Her inquisitive nature is childlike, as indeed is her directness (or perhaps that’s the Yorkshire coming through). Her whole project is founded on the staunch belief that the majority of British people are now pro-Remain, if indeed they were ever pro-Brexit – which was why she started the petition, because “I thought people were stupid not asking for what they wanted”. Whether this plain-spoken credo is entirely accurate is another matter. At the very least, Boris Johnson’s electoral triumph suggests that a majority for Leave may still exist – though whether it’s for Brexit or just ‘getting Brexit done’ is a moot point.

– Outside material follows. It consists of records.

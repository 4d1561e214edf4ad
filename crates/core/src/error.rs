//! Error types for the Turnstile domain.
//!
//! Uses `thiserror` for ergonomic error definitions.
//! Each bounded context has its own error variant.

use thiserror::Error;

/// The top-level error type for all Turnstile operations.
#[derive(Debug, Error)]
pub enum Error {
    // --- Model service errors ---
    #[error("Model service error: {0}")]
    Provider(#[from] ProviderError),

    // --- Tool errors ---
    #[error("Tool error: {0}")]
    Tool(#[from] ToolError),

    // --- Output handler errors ---
    #[error("Handler '{handler}' failed: {reason}")]
    Handler { handler: String, reason: String },

    // --- Configuration errors ---
    #[error("Configuration error: {message}")]
    Config { message: String },

    // --- Serialization ---
    #[error("Serialization error: {0}")]
    Serialization(#[from] serde_json::Error),

    // --- Filesystem ---
    #[error("I/O error: {0}")]
    Io(#[from] std::io::Error),

    // --- Generic ---
    #[error("Internal error: {0}")]
    Internal(String),
}

/// Result type alias using our Error.
pub type Result<T> = std::result::Result<T, Error>;

// --- Bounded context errors ---

#[derive(Debug, Clone, Error)]
pub enum ProviderError {
    #[error("API request failed: {message} (status: {status_code})")]
    ApiError {
        status_code: u16,
        message: String,
    },

    #[error("Rate limited by provider, retry after {retry_after_secs}s")]
    RateLimited { retry_after_secs: u64 },

    #[error("Authentication failed: {0}")]
    AuthenticationFailed(String),

    #[error("Provider not configured: {0}")]
    NotConfigured(String),

    #[error("Network error: {0}")]
    Network(String),

    #[error("Gave up after {attempts} attempts: {last_error}")]
    Exhausted { attempts: u32, last_error: String },
}

impl ProviderError {
    /// Whether retrying the same request could succeed.
    pub fn is_transient(&self) -> bool {
        match self {
            Self::RateLimited { .. } | Self::Network(_) => true,
            Self::ApiError { status_code, .. } => *status_code >= 500,
            _ => false,
        }
    }
}

#[derive(Debug, Error)]
pub enum ToolError {
    #[error("Tool not found: {0}")]
    NotFound(String),

    #[error("Tool execution failed: {tool_name} — {reason}")]
    ExecutionFailed { tool_name: String, reason: String },

    #[error("Permission denied: {tool_name} — {reason}")]
    PermissionDenied { tool_name: String, reason: String },

    #[error("Invalid tool arguments: {0}")]
    InvalidArguments(String),

    #[error("Failed to load tool from {origin}: {reason}")]
    LoadFailed { origin: String, reason: String },
}

#[cfg(test)]
mod tests {
    use super::*;

    #[test]
    fn provider_error_displays_correctly() {
        let err = Error::Provider(ProviderError::ApiError {
            status_code: 429,
            message: "Too many requests".into(),
        });
        assert!(err.to_string().contains("429"));
        assert!(err.to_string().contains("Too many requests"));
    }

    #[test]
    fn tool_error_displays_correctly() {
        let err = Error::Tool(ToolError::PermissionDenied {
            tool_name: "execute_shell".into(),
            reason: "command not in allowlist".into(),
        });
        assert!(err.to_string().contains("execute_shell"));
        assert!(err.to_string().contains("allowlist"));
    }

    #[test]
    fn transient_classification() {
        assert!(ProviderError::Network("reset".into()).is_transient());
        assert!(ProviderError::RateLimited { retry_after_secs: 1 }.is_transient());
        assert!(
            ProviderError::ApiError {
                status_code: 503,
                message: String::new()
            }
            .is_transient()
        );
        assert!(!ProviderError::AuthenticationFailed("bad key".into()).is_transient());
    }
}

Almost 18 months after making history – and four months before the UK does finally drop out of Europe – Margaret Georgiadou has changed, but not dramatically. Her petition didn’t ultimately lead to any concrete change, just a rather farcical ‘debate’ in Parliament – the Tory MPs walked out, she recalls bitterly, leaving the Remainers “talking among themselves” – and her life too remains broadly similar. For a while she was in the spotlight, a target of hate and veneration (the 17,800 on Twitter still speak of “granny magic”) – but she also knows, at the end of the day, that the gap between the tiny flat in Larnaca and the epic petition is smaller than it looks. “It was just a fluke,” she shrugs. “It’s just serendipity.” The right woman, at the right moment.